話を戻そう。ZenFone 4 Max Proの内蔵バッテリーは,単に5000mAhと容量が多いだけでなく,さまざまな省電力のチューニングを施すことで,バッテリー駆動時間をできる限り伸ばす工夫を凝らしてあるという。また,「Max」の名を冠するZenFoneシリーズと同様に,ZenFone 4 Max Proも,本体のUSB 2.0 Micro-Bポートにつないだほかのデバイスに,内蔵バッテリーから給電する機能も備えている。
一方,さまざまな安全対策を盛り込むことで,万が一のバッテリー破損事故に備えているそうだ。具体的には,12もの安全対策を盛り込んでいるそうで,ASUS純正の充電器でしか急速充電機能が働かないようにする対策や,日本の業界団体であるJEITA(電子情報技術産業協会)基準でのテストなども行っているとのことだった。
通信機能は,Cat 4のキャリアアグリゲーションに対応しており,下り最大通信速度は150Mbpsとなる。無線LAN機能は,2.4GHz帯のみのIEEE 802.11n対応だ。4Gおよび3GのDSDSに対応する点は,ほかのZenFone 4シリーズと変わらない。

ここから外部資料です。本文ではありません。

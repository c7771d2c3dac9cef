//! Opal Utility Modules
//!
//! This crate provides the collaborator utilities consumed alongside the
//! container in `opal-prelude`:
//!
//! - [`logfmt`] - Positional `{}` template formatting for log lines
//! - [`fatal`] - Classification of unrecoverable errors and panic
//!   propagation
//!
//! # Example
//!
//! ```
//! use opal_utils::logfmt;
//!
//! let line = logfmt::format("value:[{}] rejected", &[&7]);
//! assert_eq!(line, "value:[7] rejected");
//! ```

#![warn(missing_docs)]
#![warn(unsafe_code)]

pub mod fatal;
pub mod logfmt;

// Re-export main entry points
pub use fatal::{is_fatal, is_nonfatal, rethrow};
pub use logfmt::format;
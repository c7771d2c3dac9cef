//! Error values returned by strict `Maybe` operations.

use thiserror::Error;

/// Errors that strict container operations return as values.
///
/// Every violation is reported synchronously at the call site. The library
/// performs no retries and no recovery; error-handling policy belongs to
/// the caller.
#[derive(Clone, Copy, Debug, PartialEq, Eq, Hash, Error)]
pub enum MaybeError {
    /// Checked value access on an `Absent` container.
    #[error("no value present in an `Absent` container")]
    EmptyValueAccess,

    /// A strict nullable-interop bind received no container where the
    /// mapper was contractually required to produce one.
    ///
    /// [`Maybe::flat_map_safely`](crate::Maybe::flat_map_safely) is the
    /// designated escape hatch that coerces this condition to `Absent`
    /// instead.
    #[error("bind mapper returned no container where one was required")]
    NullResult,
}
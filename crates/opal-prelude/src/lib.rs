//! Opal Prelude - the optional-value container
//!
//! This crate provides [`Maybe`], a two-variant optional-value container
//! with the full monadic combinator contract:
//!
//! - Construction from nullable interop values (`Option`)
//! - Transformation: `map`, `flat_map`, `flatten`
//! - Filtering and query helpers
//! - Extraction with checked, panicking, and fallback access
//!
//! Strict operations report violations as ordinary [`MaybeError`] values;
//! the crate performs no recovery and no logging of its own.

#![warn(missing_docs)]
#![warn(unsafe_code)]
#![allow(clippy::module_name_repetitions)]

pub mod error;
pub mod maybe;

pub use error::MaybeError;
pub use maybe::Maybe;
//! Maybe type and operations
//!
//! The `Maybe` type represents optional values. A value of type `Maybe<T>`
//! either contains a value of type `T` (represented as `Present(v)`), or it
//! is empty (represented as `Absent`).
//!
//! The container is immutable: every combinator consumes or borrows the
//! receiver and produces a new container, so shared read access from any
//! number of threads is safe without synchronization.
//!
//! # Type Class Instances
//!
//! - `Eq`: equality by held value; `Absent` equals only `Absent`
//! - `Ord`: `Absent < Present`, then by contained value
//! - `Show`: `Display`/`Debug` representations
//! - `Functor`: `fmap` via [`Maybe::map`]
//! - `Monad`: `>>=` via [`Maybe::flat_map`]
//!
//! # Nullable interop
//!
//! The null-equivalent at this crate's boundary is [`Option::None`]. The
//! `From<Option<T>>` conversion is the null-inspecting factory, and the
//! inverse conversion is the `get_or_null` escape hatch. Operations whose
//! names mention `nullable` accept mappers that may produce `None` and
//! define how that null-equivalent is absorbed.

use crate::error::MaybeError;
use std::fmt;

/// The Maybe type
///
/// Represents an optional value: either `Present(v)` or `Absent`.
pub enum Maybe<T> {
    /// Holds nothing. Carries no payload, so no singleton-sharing trick
    /// is needed; construct it with [`Maybe::empty`].
    Absent,
    /// Holds exactly one value.
    Present(T),
}

impl<T> Maybe<T> {
    /// The canonical `Absent` container.
    #[inline]
    pub const fn empty() -> Maybe<T> {
        Maybe::Absent
    }

    /// Returns `true` if the container holds a value.
    #[inline]
    pub const fn is_present(&self) -> bool {
        matches!(self, Maybe::Present(_))
    }

    /// Returns `true` if the container holds nothing.
    ///
    /// Exactly one of `is_present` / `is_absent` holds at any time.
    #[inline]
    pub const fn is_absent(&self) -> bool {
        matches!(self, Maybe::Absent)
    }

    /// Alias for [`Maybe::is_present`].
    #[inline]
    pub const fn is_defined(&self) -> bool {
        self.is_present()
    }

    /// Alias for [`Maybe::is_present`].
    #[inline]
    pub const fn non_empty(&self) -> bool {
        self.is_present()
    }

    /// Alias for [`Maybe::is_absent`].
    #[inline]
    pub const fn is_empty(&self) -> bool {
        self.is_absent()
    }

    /// Maps a `Maybe<T>` to `Maybe<R>` by applying a function to a held
    /// value. `Absent` is returned unchanged without invoking `f`.
    #[inline]
    pub fn map<R, F>(self, f: F) -> Maybe<R>
    where
        F: FnOnce(T) -> R,
    {
        match self {
            Maybe::Absent => Maybe::Absent,
            Maybe::Present(v) => Maybe::Present(f(v)),
        }
    }

    /// Maps with a mapper that may produce the null-equivalent; a `None`
    /// result is re-wrapped through the factory and collapses to `Absent`.
    ///
    /// `Absent` is returned unchanged without invoking `f`.
    #[inline]
    pub fn map_nullable<R, F>(self, f: F) -> Maybe<R>
    where
        F: FnOnce(T) -> Option<R>,
    {
        match self {
            Maybe::Absent => Maybe::Absent,
            Maybe::Present(v) => Maybe::from(f(v)),
        }
    }

    /// Monadic bind (>>=): applies a function that itself returns a
    /// container, and returns that result directly without re-wrapping.
    ///
    /// `Absent` is returned unchanged without invoking `f`. The signature
    /// guarantees the mapper produces a container, so the strict non-null
    /// contract of the bind holds by construction.
    #[inline]
    pub fn flat_map<R, F>(self, f: F) -> Maybe<R>
    where
        F: FnOnce(T) -> Maybe<R>,
    {
        match self {
            Maybe::Absent => Maybe::Absent,
            Maybe::Present(v) => f(v),
        }
    }

    /// Strict bind over a nullable-interop mapper.
    ///
    /// The mapper is contractually required to produce a container; a
    /// `None` result is a programming error in the caller and is reported
    /// at the call site as [`MaybeError::NullResult`]. An `Absent`
    /// receiver yields `Ok(Absent)` without invoking `f`.
    #[inline]
    pub fn try_flat_map<R, F>(self, f: F) -> Result<Maybe<R>, MaybeError>
    where
        F: FnOnce(T) -> Option<Maybe<R>>,
    {
        match self {
            Maybe::Absent => Ok(Maybe::Absent),
            Maybe::Present(v) => f(v).ok_or(MaybeError::NullResult),
        }
    }

    /// Lenient bind over a nullable-interop mapper.
    ///
    /// This is the single non-standard monadic operation of the container:
    /// a `None` mapper result is coerced to `Absent` instead of being
    /// reported as an error. It exists to absorb interop from code that
    /// does not uphold the strict bind contract of
    /// [`Maybe::try_flat_map`]; do not reach for it first.
    #[inline]
    pub fn flat_map_safely<R, F>(self, f: F) -> Maybe<R>
    where
        F: FnOnce(T) -> Option<Maybe<R>>,
    {
        match self {
            Maybe::Absent => Maybe::Absent,
            Maybe::Present(v) => f(v).unwrap_or(Maybe::Absent),
        }
    }

    /// Returns the container unchanged if it holds a value satisfying the
    /// predicate, else `Absent`.
    ///
    /// The predicate is not evaluated on an `Absent` receiver.
    #[inline]
    pub fn filter<P>(self, predicate: P) -> Maybe<T>
    where
        P: FnOnce(&T) -> bool,
    {
        match self {
            Maybe::Absent => Maybe::Absent,
            Maybe::Present(v) => {
                if predicate(&v) {
                    Maybe::Present(v)
                } else {
                    Maybe::Absent
                }
            }
        }
    }

    /// Complement of [`Maybe::filter`]: keeps the value only when the
    /// predicate does not hold.
    #[inline]
    pub fn filter_not<P>(self, predicate: P) -> Maybe<T>
    where
        P: FnOnce(&T) -> bool,
    {
        match self {
            Maybe::Absent => Maybe::Absent,
            Maybe::Present(v) => {
                if predicate(&v) {
                    Maybe::Absent
                } else {
                    Maybe::Present(v)
                }
            }
        }
    }

    /// Returns `true` iff the container holds a value equal to `other`.
    #[inline]
    pub fn contains(&self, other: &T) -> bool
    where
        T: PartialEq,
    {
        match self {
            Maybe::Absent => false,
            Maybe::Present(v) => v == other,
        }
    }

    /// Returns `true` iff the container holds a value satisfying the
    /// predicate.
    #[inline]
    pub fn exists<P>(&self, predicate: P) -> bool
    where
        P: FnOnce(&T) -> bool,
    {
        match self {
            Maybe::Absent => false,
            Maybe::Present(v) => predicate(v),
        }
    }

    /// Returns `true` if the container is `Absent` (vacuously) or holds a
    /// value satisfying the predicate.
    #[inline]
    pub fn for_all<P>(&self, predicate: P) -> bool
    where
        P: FnOnce(&T) -> bool,
    {
        match self {
            Maybe::Absent => true,
            Maybe::Present(v) => predicate(v),
        }
    }

    /// Invokes `f` with the held value iff `Present`; no-op on `Absent`.
    #[inline]
    pub fn for_each<F>(self, f: F)
    where
        F: FnOnce(T),
    {
        if let Maybe::Present(v) = self {
            f(v);
        }
    }

    /// Checked value access.
    ///
    /// Returns a reference to the held value, or
    /// [`MaybeError::EmptyValueAccess`] on an `Absent` container.
    #[inline]
    pub fn get(&self) -> Result<&T, MaybeError> {
        match self {
            Maybe::Absent => Err(MaybeError::EmptyValueAccess),
            Maybe::Present(v) => Ok(v),
        }
    }

    /// Returns the contained `Present` value, consuming the `self` value.
    ///
    /// # Panics
    ///
    /// Panics if the value is an `Absent` with a custom panic message.
    #[inline]
    pub fn unwrap(self) -> T {
        match self {
            Maybe::Present(v) => v,
            Maybe::Absent => panic!("called `Maybe::unwrap()` on an `Absent` value"),
        }
    }

    /// Returns the held value or a provided default.
    #[inline]
    pub fn unwrap_or(self, default: T) -> T {
        match self {
            Maybe::Absent => default,
            Maybe::Present(v) => v,
        }
    }

    /// Returns the held value or computes it from a closure.
    #[inline]
    pub fn unwrap_or_else<F>(self, f: F) -> T
    where
        F: FnOnce() -> T,
    {
        match self {
            Maybe::Absent => f(),
            Maybe::Present(v) => v,
        }
    }

    /// Transforms the container into a `Result`, mapping `Present(v)` to
    /// `Ok(v)` and `Absent` to `Err(err)`.
    #[inline]
    pub fn ok_or<E>(self, err: E) -> Result<T, E> {
        match self {
            Maybe::Absent => Err(err),
            Maybe::Present(v) => Ok(v),
        }
    }

    /// Transforms the container into a `Result`, mapping `Present(v)` to
    /// `Ok(v)` and `Absent` to `Err(f())`.
    ///
    /// The supplier runs only on `Absent`, exactly once, and its result is
    /// returned verbatim; the caller decides what to do with the error
    /// value.
    #[inline]
    pub fn ok_or_else<E, F>(self, f: F) -> Result<T, E>
    where
        F: FnOnce() -> E,
    {
        match self {
            Maybe::Absent => Err(f()),
            Maybe::Present(v) => Ok(v),
        }
    }

    /// Returns the container if it holds a value, else the fallback
    /// container produced by `f`.
    #[inline]
    pub fn or_else<F>(self, f: F) -> Maybe<T>
    where
        F: FnOnce() -> Maybe<T>,
    {
        match self {
            Maybe::Absent => f(),
            Maybe::Present(v) => Maybe::Present(v),
        }
    }
}

impl<T> Maybe<Maybe<T>> {
    /// Converts `Maybe<Maybe<T>>` to `Maybe<T>`.
    ///
    /// The nested-container requirement is a compile-time bound: this
    /// method exists only when the held value is itself a container, so
    /// misuse is rejected by the type checker rather than at runtime.
    #[inline]
    pub fn flatten(self) -> Maybe<T> {
        match self {
            Maybe::Absent => Maybe::Absent,
            Maybe::Present(inner) => inner,
        }
    }
}

impl<T: Clone> Clone for Maybe<T> {
    fn clone(&self) -> Self {
        match self {
            Maybe::Absent => Maybe::Absent,
            Maybe::Present(v) => Maybe::Present(v.clone()),
        }
    }
}

impl<T: Copy> Copy for Maybe<T> {}

impl<T: PartialEq> PartialEq for Maybe<T> {
    fn eq(&self, other: &Self) -> bool {
        match (self, other) {
            (Maybe::Absent, Maybe::Absent) => true,
            (Maybe::Present(a), Maybe::Present(b)) => a == b,
            _ => false,
        }
    }
}

impl<T: Eq> Eq for Maybe<T> {}

impl<T: PartialOrd> PartialOrd for Maybe<T> {
    fn partial_cmp(&self, other: &Self) -> Option<std::cmp::Ordering> {
        match (self, other) {
            (Maybe::Absent, Maybe::Absent) => Some(std::cmp::Ordering::Equal),
            (Maybe::Absent, Maybe::Present(_)) => Some(std::cmp::Ordering::Less),
            (Maybe::Present(_), Maybe::Absent) => Some(std::cmp::Ordering::Greater),
            (Maybe::Present(a), Maybe::Present(b)) => a.partial_cmp(b),
        }
    }
}

impl<T: Ord> Ord for Maybe<T> {
    fn cmp(&self, other: &Self) -> std::cmp::Ordering {
        match (self, other) {
            (Maybe::Absent, Maybe::Absent) => std::cmp::Ordering::Equal,
            (Maybe::Absent, Maybe::Present(_)) => std::cmp::Ordering::Less,
            (Maybe::Present(_), Maybe::Absent) => std::cmp::Ordering::Greater,
            (Maybe::Present(a), Maybe::Present(b)) => a.cmp(b),
        }
    }
}

impl<T: std::hash::Hash> std::hash::Hash for Maybe<T> {
    fn hash<H: std::hash::Hasher>(&self, state: &mut H) {
        match self {
            Maybe::Absent => {
                0u8.hash(state);
            }
            Maybe::Present(v) => {
                1u8.hash(state);
                v.hash(state);
            }
        }
    }
}

impl<T> Default for Maybe<T> {
    /// Returns `Absent`.
    fn default() -> Self {
        Maybe::Absent
    }
}

impl<T: fmt::Debug> fmt::Debug for Maybe<T> {
    fn fmt(&self, f: &mut fmt::Formatter<'_>) -> fmt::Result {
        match self {
            Maybe::Absent => write!(f, "Absent"),
            Maybe::Present(v) => write!(f, "Present({:?})", v),
        }
    }
}

impl<T: fmt::Display> fmt::Display for Maybe<T> {
    fn fmt(&self, f: &mut fmt::Formatter<'_>) -> fmt::Result {
        match self {
            Maybe::Absent => write!(f, "Absent"),
            Maybe::Present(v) => write!(f, "Present {}", v),
        }
    }
}

impl<T> From<Option<T>> for Maybe<T> {
    /// The null-inspecting factory: `Some(v)` builds `Present(v)`, the
    /// null-equivalent `None` builds `Absent`.
    fn from(opt: Option<T>) -> Self {
        match opt {
            None => Maybe::Absent,
            Some(v) => Maybe::Present(v),
        }
    }
}

impl<T> From<Maybe<T>> for Option<T> {
    /// The `get_or_null` escape hatch for null-based APIs: `Absent`
    /// becomes the null-equivalent `None`.
    fn from(maybe: Maybe<T>) -> Self {
        match maybe {
            Maybe::Absent => None,
            Maybe::Present(v) => Some(v),
        }
    }
}

#[cfg(feature = "serde")]
impl<T: serde::Serialize> serde::Serialize for Maybe<T> {
    fn serialize<S>(&self, serializer: S) -> Result<S::Ok, S::Error>
    where
        S: serde::Serializer,
    {
        match self {
            Maybe::Absent => serializer.serialize_none(),
            Maybe::Present(v) => serializer.serialize_some(v),
        }
    }
}

#[cfg(feature = "serde")]
impl<'de, T: serde::Deserialize<'de>> serde::Deserialize<'de> for Maybe<T> {
    fn deserialize<D>(deserializer: D) -> Result<Self, D::Error>
    where
        D: serde::Deserializer<'de>,
    {
        Option::<T>::deserialize(deserializer).map(Maybe::from)
    }
}


#[cfg(all(test, feature = "serde"))]
mod serde_tests {
    use super::*;

    #[test]
    fn test_serde_roundtrip() {
        let p = Maybe::Present(42);
        let json = serde_json::to_string(&p).unwrap();
        assert_eq!(json, "42");
        assert_eq!(serde_json::from_str::<Maybe<i32>>(&json).unwrap(), p);

        let a: Maybe<i32> = Maybe::Absent;
        let json = serde_json::to_string(&a).unwrap();
        assert_eq!(json, "null");
        assert_eq!(serde_json::from_str::<Maybe<i32>>(&json).unwrap(), a);
    }

    #[test]
    fn test_serde_encoding_matches_option() {
        // Delegation through Option keeps the wire form identical.
        assert_eq!(
            serde_json::to_string(&Maybe::Present("x")).unwrap(),
            serde_json::to_string(&Some("x")).unwrap()
        );
        assert_eq!(
            serde_json::to_string(&Maybe::<&str>::Absent).unwrap(),
            serde_json::to_string(&None::<&str>).unwrap()
        );
    }
}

なお,SIMカードのトレイはZenFone 4 Selfieと同じ仕組みで,nano SIM×2とmicroSDを同時に利用できる構造だ。
●ZenFone 4 Max Proの主なスペック
- メーカー:ASUSTeK Computer
- OS:Android 7.1(Nougat)
- ディスプレイパネル:5.5インチIPS液晶パネル,解像度720×1280ドット
- プロセッサ:Qualcomm製「Snapdragon 425」(MSM8917,「Cortex-A53」CPU×4 最大CPU動作クロック1.4GHz+「Adreno 308」GPU)
- メインメモリ容量:最大3GB
- ストレージ:内蔵(容量32GB)
- アウトカメラ(メイン):有効画素数約1600万画素,F値2.0
- アウトカメラ(サブ):有効画素数約500万画素,F値2.2
- フロントカメラ:有効画素数約1600万画素,F値2.0
- バッテリー容量:5000mAh
- 無線LAN対応:IEEE 802.11n(※5GHz帯未対応)
- USBポート:USB 2.0 Micro-B
- 本体公称サイズ:未公開
- 本体公称重量:未公開
新製品の概要は以上のとおり。各製品の価格やカラーバリエーションは,現在開催中のイベントで公開予定となっているため,追って紹介したいと思う。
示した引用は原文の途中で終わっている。